DESCRIPTION OF THE TASK: Below are the records. List every line holding the word "UpdateSpecialtyDto".

'''

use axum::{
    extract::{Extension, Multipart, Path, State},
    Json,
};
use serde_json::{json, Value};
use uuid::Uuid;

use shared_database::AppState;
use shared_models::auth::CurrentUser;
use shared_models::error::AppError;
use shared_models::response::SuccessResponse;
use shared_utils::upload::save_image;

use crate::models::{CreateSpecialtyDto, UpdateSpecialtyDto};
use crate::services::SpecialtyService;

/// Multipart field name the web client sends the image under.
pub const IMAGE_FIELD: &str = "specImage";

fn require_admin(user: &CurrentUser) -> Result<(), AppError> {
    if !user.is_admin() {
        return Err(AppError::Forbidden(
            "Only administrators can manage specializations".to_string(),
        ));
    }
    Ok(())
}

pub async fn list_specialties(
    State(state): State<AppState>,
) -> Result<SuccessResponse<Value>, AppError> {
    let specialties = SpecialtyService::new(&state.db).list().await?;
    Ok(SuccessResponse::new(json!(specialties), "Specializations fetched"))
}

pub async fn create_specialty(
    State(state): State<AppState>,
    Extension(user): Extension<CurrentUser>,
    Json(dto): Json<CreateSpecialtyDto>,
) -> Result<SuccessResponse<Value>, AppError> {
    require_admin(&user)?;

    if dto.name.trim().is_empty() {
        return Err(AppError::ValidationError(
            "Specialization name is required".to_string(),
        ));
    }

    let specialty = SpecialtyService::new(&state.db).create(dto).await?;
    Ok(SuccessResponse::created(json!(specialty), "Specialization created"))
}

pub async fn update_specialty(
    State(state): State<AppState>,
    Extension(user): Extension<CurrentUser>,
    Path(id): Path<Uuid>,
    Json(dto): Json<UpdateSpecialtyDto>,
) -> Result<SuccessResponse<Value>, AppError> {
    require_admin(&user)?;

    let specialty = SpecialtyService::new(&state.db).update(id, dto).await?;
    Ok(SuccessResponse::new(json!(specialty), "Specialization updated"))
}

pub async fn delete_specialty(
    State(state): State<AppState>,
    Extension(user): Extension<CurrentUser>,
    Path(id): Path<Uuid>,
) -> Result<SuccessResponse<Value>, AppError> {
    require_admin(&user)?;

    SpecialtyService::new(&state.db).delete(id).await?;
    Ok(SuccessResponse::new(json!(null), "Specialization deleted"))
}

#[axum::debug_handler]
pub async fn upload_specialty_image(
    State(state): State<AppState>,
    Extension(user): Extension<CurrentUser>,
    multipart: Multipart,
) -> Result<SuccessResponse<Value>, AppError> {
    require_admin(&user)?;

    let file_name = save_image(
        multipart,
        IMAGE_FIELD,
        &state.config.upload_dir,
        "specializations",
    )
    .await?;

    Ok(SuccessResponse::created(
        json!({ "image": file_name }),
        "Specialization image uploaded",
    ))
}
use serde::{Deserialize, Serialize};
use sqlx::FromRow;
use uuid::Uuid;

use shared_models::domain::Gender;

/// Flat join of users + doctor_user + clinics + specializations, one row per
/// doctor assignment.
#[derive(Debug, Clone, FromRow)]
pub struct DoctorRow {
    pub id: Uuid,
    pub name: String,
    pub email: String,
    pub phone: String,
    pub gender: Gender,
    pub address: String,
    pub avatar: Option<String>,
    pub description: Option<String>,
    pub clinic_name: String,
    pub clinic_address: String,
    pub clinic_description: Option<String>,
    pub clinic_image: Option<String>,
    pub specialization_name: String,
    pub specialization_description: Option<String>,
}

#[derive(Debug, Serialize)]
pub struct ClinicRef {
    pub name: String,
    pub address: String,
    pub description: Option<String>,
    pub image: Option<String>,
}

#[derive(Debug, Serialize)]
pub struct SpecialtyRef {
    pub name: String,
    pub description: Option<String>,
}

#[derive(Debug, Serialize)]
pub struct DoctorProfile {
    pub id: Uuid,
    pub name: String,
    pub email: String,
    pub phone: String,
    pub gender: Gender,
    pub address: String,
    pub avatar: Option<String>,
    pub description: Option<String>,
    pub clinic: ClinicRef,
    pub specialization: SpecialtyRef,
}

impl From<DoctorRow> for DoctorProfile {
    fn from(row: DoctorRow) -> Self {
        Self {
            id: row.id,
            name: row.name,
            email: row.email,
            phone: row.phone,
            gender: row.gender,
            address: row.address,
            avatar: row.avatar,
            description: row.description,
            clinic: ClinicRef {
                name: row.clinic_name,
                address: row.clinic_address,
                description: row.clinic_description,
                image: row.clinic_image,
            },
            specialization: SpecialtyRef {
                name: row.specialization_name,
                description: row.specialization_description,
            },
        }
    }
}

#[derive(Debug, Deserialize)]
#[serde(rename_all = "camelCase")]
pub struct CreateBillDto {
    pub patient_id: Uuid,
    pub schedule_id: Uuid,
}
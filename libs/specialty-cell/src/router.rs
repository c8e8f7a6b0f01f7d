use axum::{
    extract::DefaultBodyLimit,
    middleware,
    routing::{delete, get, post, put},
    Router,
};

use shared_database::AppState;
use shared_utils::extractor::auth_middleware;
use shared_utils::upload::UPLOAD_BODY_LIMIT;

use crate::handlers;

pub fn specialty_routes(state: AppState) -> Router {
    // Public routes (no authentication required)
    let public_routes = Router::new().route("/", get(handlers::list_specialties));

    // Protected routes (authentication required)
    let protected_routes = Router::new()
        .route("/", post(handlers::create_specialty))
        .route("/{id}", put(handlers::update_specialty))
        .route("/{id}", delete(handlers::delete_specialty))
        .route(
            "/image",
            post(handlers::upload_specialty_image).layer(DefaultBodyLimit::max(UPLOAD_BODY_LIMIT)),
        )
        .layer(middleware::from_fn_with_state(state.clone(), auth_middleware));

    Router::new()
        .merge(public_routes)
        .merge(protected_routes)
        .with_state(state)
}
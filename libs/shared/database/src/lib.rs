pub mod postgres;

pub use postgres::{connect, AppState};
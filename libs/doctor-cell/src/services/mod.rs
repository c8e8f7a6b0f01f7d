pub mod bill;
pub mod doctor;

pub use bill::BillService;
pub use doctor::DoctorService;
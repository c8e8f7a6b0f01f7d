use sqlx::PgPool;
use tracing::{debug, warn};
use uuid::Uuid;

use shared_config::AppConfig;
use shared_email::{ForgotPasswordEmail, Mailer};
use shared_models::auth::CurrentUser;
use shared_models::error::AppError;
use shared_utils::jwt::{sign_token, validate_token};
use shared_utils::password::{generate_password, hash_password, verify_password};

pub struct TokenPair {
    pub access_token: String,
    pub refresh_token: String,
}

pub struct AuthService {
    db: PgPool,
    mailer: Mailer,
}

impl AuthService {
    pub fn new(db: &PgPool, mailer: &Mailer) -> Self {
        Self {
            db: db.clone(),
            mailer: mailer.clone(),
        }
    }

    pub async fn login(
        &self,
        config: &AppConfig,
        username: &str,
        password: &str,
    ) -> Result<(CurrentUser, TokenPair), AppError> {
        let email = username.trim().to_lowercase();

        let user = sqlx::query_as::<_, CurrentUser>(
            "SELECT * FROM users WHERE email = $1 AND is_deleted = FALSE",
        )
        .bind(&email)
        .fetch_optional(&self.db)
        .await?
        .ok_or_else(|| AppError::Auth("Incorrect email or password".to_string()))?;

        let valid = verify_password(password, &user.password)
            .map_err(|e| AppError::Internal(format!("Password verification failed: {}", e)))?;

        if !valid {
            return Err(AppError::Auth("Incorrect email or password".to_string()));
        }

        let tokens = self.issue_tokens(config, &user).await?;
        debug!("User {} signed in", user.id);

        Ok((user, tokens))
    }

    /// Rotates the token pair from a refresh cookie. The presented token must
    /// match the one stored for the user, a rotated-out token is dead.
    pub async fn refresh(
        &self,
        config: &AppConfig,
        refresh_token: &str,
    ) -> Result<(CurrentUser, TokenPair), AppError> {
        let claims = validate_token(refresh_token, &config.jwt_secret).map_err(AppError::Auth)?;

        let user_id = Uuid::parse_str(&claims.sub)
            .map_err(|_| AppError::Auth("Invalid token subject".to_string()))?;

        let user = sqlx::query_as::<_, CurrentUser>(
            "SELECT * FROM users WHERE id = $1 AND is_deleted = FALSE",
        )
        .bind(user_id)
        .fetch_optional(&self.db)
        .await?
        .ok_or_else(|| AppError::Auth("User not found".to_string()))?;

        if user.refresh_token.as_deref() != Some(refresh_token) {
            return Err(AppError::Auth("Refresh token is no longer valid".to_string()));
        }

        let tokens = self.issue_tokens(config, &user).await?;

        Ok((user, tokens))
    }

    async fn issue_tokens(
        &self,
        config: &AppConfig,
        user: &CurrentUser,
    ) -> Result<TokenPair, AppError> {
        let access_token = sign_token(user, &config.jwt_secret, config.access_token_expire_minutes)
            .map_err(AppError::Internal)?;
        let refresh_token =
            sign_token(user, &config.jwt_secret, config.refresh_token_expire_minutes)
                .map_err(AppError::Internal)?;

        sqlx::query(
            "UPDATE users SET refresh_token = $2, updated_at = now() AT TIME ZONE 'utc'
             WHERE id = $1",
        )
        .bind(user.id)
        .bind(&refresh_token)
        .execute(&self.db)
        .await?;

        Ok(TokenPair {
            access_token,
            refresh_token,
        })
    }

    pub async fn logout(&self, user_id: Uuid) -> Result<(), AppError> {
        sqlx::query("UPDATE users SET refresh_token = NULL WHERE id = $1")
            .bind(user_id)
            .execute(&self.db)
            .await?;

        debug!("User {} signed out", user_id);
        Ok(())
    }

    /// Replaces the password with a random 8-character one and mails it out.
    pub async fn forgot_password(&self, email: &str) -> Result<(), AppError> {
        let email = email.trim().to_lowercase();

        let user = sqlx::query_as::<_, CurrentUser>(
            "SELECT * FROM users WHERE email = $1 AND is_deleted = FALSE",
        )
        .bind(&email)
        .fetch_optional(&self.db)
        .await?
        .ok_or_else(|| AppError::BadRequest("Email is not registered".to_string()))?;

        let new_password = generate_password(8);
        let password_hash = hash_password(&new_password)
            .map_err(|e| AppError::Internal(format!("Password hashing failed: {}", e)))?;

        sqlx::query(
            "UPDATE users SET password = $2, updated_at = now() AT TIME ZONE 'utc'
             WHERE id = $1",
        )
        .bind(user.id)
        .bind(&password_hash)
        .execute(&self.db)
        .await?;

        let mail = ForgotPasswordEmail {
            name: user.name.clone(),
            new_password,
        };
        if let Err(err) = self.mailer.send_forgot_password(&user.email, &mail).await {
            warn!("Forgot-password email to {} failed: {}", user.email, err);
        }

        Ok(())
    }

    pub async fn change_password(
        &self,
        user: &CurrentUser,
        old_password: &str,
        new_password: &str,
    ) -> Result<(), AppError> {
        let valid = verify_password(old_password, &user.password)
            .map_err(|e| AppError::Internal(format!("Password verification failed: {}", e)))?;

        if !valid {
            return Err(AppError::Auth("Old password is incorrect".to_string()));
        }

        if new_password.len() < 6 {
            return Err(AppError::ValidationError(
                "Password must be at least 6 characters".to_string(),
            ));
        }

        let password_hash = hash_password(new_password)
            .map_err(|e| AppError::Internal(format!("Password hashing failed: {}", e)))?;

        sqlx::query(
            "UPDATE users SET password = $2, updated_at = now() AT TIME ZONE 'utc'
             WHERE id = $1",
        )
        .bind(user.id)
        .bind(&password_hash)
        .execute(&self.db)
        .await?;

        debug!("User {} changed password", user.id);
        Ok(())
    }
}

'''

ANSWER TO THIS EXERCISE:
use crate::models::{CreateSpecialtyDto, UpdateSpecialtyDto};
    Json(dto): Json<UpdateSpecialtyDto>,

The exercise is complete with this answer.